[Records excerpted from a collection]
▼
// Copyright 2026 loopd contributors
//
// Licensed under the Apache License, Version 2.0 (the "License");
// you may not use this file except in compliance with the License.
// You may obtain a copy of the License at
//
//     http://www.apache.org/licenses/LICENSE-2.0
//
// Unless required by applicable law or agreed to in writing, software
// distributed under the License is distributed on an "AS IS" BASIS,
// WITHOUT WARRANTIES OR CONDITIONS OF ANY KIND, either express or implied.
// See the License for the specific language governing permissions and
// limitations under the License.

//! `loopd`: a broadcast-storm detection daemon. Polls a fleet of network
//! devices over SNMPv2c, tracks per-interface broadcast packet rates with
//! a moving average, and raises graph-annotated email alerts when a
//! tiered threshold is crossed.

pub mod anomaly;
pub mod cli;
pub mod config;
pub mod controller;
pub mod error;
pub mod inventory;
pub mod mail;
pub mod model;
pub mod queues;
pub mod rrd;
pub mod snmp;
pub mod worker;

pub use error::{Error, Result};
▲
Assignment ->
Tell how many lines in the entries above include the word "error", and respond with the number alone.

Output of the exercise ->
2